Mainstream food: the good, the bad, the ugly

Todd Runestad July 27, 2010

Product development cycles in the food world typically last about 18 to 20 months from ideation to store shelves. So it's taking a while to see the signs of an underlying change: the mainstream food world is shifting its focus away from cheap carbohydrates and toward nutrition.

Watch The Editor's RoundTable, available this Thursday morning at www.functionalingredientsmag.com. http://www.functionalingredientsmag.com/ New Hope Natural Media's editors will discuss the changing mainstream food world in a quick and lively discussion. A preview:

More of the good: Fiber became a food world and consumer cause célèbre after the USDA's revised 2005 Food Guidelines recommended higher intake levels. (Not to mention the MyPyramid — will its existence continue when the new guidelines are released later this year?)

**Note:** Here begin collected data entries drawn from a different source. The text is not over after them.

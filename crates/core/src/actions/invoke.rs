//! The `invoke` action and its input normalization.

use std::fmt;

use serde_json::Value;
use tether_protocol::Envelope;
use tether_runtime::{Error, Result};

use super::{Action, param_text, reply_text};

/// A test-step invocation, either ready or produced on demand.
///
/// Deferred producers run immediately before dispatch, so builder errors
/// surface from [`Client::execute`](crate::Client::execute) like any other
/// failure of the step.
pub enum Invocation {
	Ready(Value),
	Deferred(Box<dyn FnOnce() -> Result<Value> + Send>),
}

impl Invocation {
	pub fn deferred<F>(producer: F) -> Self
	where
		F: FnOnce() -> Result<Value> + Send + 'static,
	{
		Self::Deferred(Box::new(producer))
	}

	/// Normalizes to the invocation value.
	pub fn resolve(self) -> Result<Value> {
		match self {
			Self::Ready(value) => Ok(value),
			Self::Deferred(producer) => producer(),
		}
	}
}

impl From<Value> for Invocation {
	fn from(value: Value) -> Self {
		Self::Ready(value)
	}
}

impl fmt::Debug for Invocation {
	fn fmt(&self, f: &mut fmt::Formatter<'_>) -> fmt::Result {
		match self {
			Self::Ready(value) => f.debug_tuple("Ready").field(value).finish(),
			Self::Deferred(_) => f.write_str("Deferred(..)"),
		}
	}
}

/// Runs one test step inside the app.
#[derive(Debug, Clone)]
pub struct Invoke {
	pub invocation: Value,
}

impl Invoke {
	pub fn new(invocation: Value) -> Self {
		Self { invocation }
	}
}

impl Action for Invoke {
	type Output = Value;

	fn kind(&self) -> &'static str {
		"invoke"
	}

	fn params(&self) -> Result<Value> {
		Ok(self.invocation.clone())
	}

	fn handle(&self, reply: Envelope) -> Result<Value> {
		match reply.kind.as_str() {
			"invokeResult" => Ok(reply.params),
			"testFailed" => Err(Error::TestFailed(param_text(&reply, "details"))),
			"error" => Err(Error::AppError(param_text(&reply, "error"))),
			_ => Err(Error::UnexpectedResponse {
				expected: "invokeResult".to_string(),
				received: reply_text(&reply),
			}),
		}
	}
}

Water-soluble fiber from the likes of ADM's Fibersol-2 make fiber easily integrated into beverages. Fiber sources with a bonus gut-health kick of prebiotics from the likes of Beneo's Orafti brand inulin also complement probiotics. Patented processing technology from Z Trim makes fiber easily dispersible, stable across wide pH and temperature ranges, and hence suitable across a range of product applications. North Americans get only about half of their daily recommended intake, which is 14 grams per 1,000 calories of food — roughly 30 grams per day.

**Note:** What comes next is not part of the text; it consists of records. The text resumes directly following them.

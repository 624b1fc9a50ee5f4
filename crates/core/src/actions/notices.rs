//! Event-only actions pushed by the agent without a request.

use tether_protocol::{Envelope, MessageId, ids};
use tether_runtime::Result;

use super::{Action, expect_reply, param_text};

/// Crash notice sent by the agent right before the app process dies.
///
/// Interprets to the crash's error details.
#[derive(Debug, Clone, Copy, Default)]
pub struct AppWillTerminateWithError;

impl Action for AppWillTerminateWithError {
	type Output = String;

	fn kind(&self) -> &'static str {
		"AppWillTerminateWithError"
	}

	fn fixed_id(&self) -> Option<MessageId> {
		Some(ids::APP_WILL_TERMINATE)
	}

	fn handle(&self, reply: Envelope) -> Result<String> {
		expect_reply(&reply, self.kind())?;
		Ok(param_text(&reply, "errorDetails"))
	}
}

/// Main-thread hang notice. Interprets to the reported thread dump.
#[derive(Debug, Clone, Copy, Default)]
pub struct AppNonresponsive;

impl Action for AppNonresponsive {
	type Output = String;

	fn kind(&self) -> &'static str {
		"AppNonresponsiveDetected"
	}

	fn fixed_id(&self) -> Option<MessageId> {
		Some(ids::APP_NONRESPONSIVE)
	}

	fn handle(&self, reply: Envelope) -> Result<String> {
		expect_reply(&reply, self.kind())?;
		Ok(param_text(&reply, "threadDump"))
	}
}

Less of the bad: The National Salt Reduction Initiative has set a five-year deadline to cut sodium consumption by 20 percent for Americans (who current swallow about double recommendations — baby steps). As some 70 percent of sodium comes from processed foods, you-know-who is in the crosshairs. Suppliers are stepping up and working with the Krafts of the world on solutions that maintain salt's manifest functional attributes — texture, taste, mouthfeel — while helping the larger battle against high blood pressure. For its effort, Kraft is planning on reducing sodium by 10 percent in its food products in a two-year time frame, and seems poised to meet it.

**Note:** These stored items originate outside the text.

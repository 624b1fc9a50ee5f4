//! Transport abstraction and inbound frame routing.
//!
//! A [`Transport`] owns the channel to the in-app agent. It sends
//! [`Envelope`]s and resolves each send with the raw text of the reply that
//! carries the same `messageId`. Frames with no pending request go to the
//! event callbacks registered through [`Transport::set_event_callback`].
//!
//! [`FrameRouter`] holds the routing logic so every transport (and every test
//! double) classifies frames the same way.

mod websocket;

#[cfg(test)]
mod tests;

use std::future::Future;
use std::pin::Pin;

use tether_protocol::{Envelope, MessageId, peek_message_id};

pub use websocket::WebSocketTransport;

use crate::error::{Error, Result};
use crate::events::{EventCallbacks, EventHandler};
use crate::in_flight::{InFlightRegistry, InFlightRequest, PendingReply};

/// Boxing alias: object-safe async methods without `async_trait`.
pub type BoxFuture<'a, T> = Pin<Box<dyn Future<Output = T> + Send + 'a>>;

/// Persistent bidirectional channel to the in-app synchronization agent.
pub trait Transport: Send + Sync {
	/// Opens the channel.
	fn open(&self) -> BoxFuture<'_, Result<()>>;

	/// Closes the channel. Fails if it is not open.
	fn close(&self) -> BoxFuture<'_, Result<()>>;

	fn is_open(&self) -> bool;

	/// Allocates a fresh correlation id for actions without a fixed one.
	fn next_message_id(&self) -> MessageId;

	/// Sends `message` and awaits the raw reply with the same `messageId`.
	fn send(&self, message: Envelope) -> BoxFuture<'_, Result<String>>;

	/// Routes unsolicited frames carrying `id` to `handler`.
	fn set_event_callback(&self, id: MessageId, handler: EventHandler);

	/// Fails every pending send with [`Error::AppCrashed`].
	fn reject_all(&self, details: &str);

	/// Drops all in-flight bookkeeping.
	fn reset_in_flight(&self);

	/// Snapshot of the requests still awaiting a reply.
	fn in_flight(&self) -> Vec<InFlightRequest>;

	/// Frees what is left of a channel the peer ended without [`close`](Self::close).
	///
	/// No-op while the channel is open or after it was closed.
	fn release(&self) {}
}

/// Classifies inbound frames as replies or events.
#[derive(Clone, Default)]
pub struct FrameRouter {
	in_flight: InFlightRegistry,
	events: EventCallbacks,
}

/// Where a routed frame ended up.
#[derive(Debug, Clone, Copy, PartialEq, Eq)]
pub enum Routed {
	Reply,
	Event,
	Dropped,
}

impl FrameRouter {
	pub fn new() -> Self {
		Self::default()
	}

	pub fn in_flight(&self) -> &InFlightRegistry {
		&self.in_flight
	}

	pub fn events(&self) -> &EventCallbacks {
		&self.events
	}

	/// Records `message` as in flight and returns the future for its reply.
	pub fn register(&self, message: &Envelope) -> Result<PendingReply> {
		let id = message.message_id.ok_or_else(|| {
			Error::ProtocolError(format!("outbound `{}` message has no messageId", message.kind))
		})?;
		self.in_flight.register(InFlightRequest {
			id,
			kind: message.kind.clone(),
			params: message.params.clone(),
		})
	}

	/// Routes one raw inbound frame.
	///
	/// A pending request with the frame's id takes precedence over an event
	/// callback for the same id.
	pub fn route(&self, raw: String) -> Routed {
		let Some(id) = peek_message_id(&raw) else {
			tracing::warn!(frame = %raw, "Dropping frame without messageId");
			return Routed::Dropped;
		};

		if self.in_flight.contains(id) {
			tracing::debug!(id, "Routing reply");
			if self.in_flight.resolve(id, raw) {
				return Routed::Reply;
			}
			// Lost a race with cancellation; nothing else wants this frame.
			return Routed::Dropped;
		}

		if self.events.dispatch(id, raw.clone()) {
			tracing::debug!(id, "Routed event");
			return Routed::Event;
		}

		tracing::warn!(id, frame = %raw, "Unexpected message");
		Routed::Dropped
	}
}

The ugly get prettier: Genetically modified organisms (GMOs) began with the sell that they could feed the world with better nutrition. Trouble was, the reality had nothing to do with either, and was merely a way of helping primarily biotech seed companies and, arguably, farmers. That is beginning to finally change as companies roll out bio-engineered crops that actually do improve nutritional profiles. Arcadia Biosciences has introduced a GMO safflower oil rich in gamma linolenic acid, which is an omega-6 oil that acts like a healthier omega-3. DuPont has recently launched a GMO omega-3 EPA-rich oil. Other healthier soy oils are also coming out onto the market.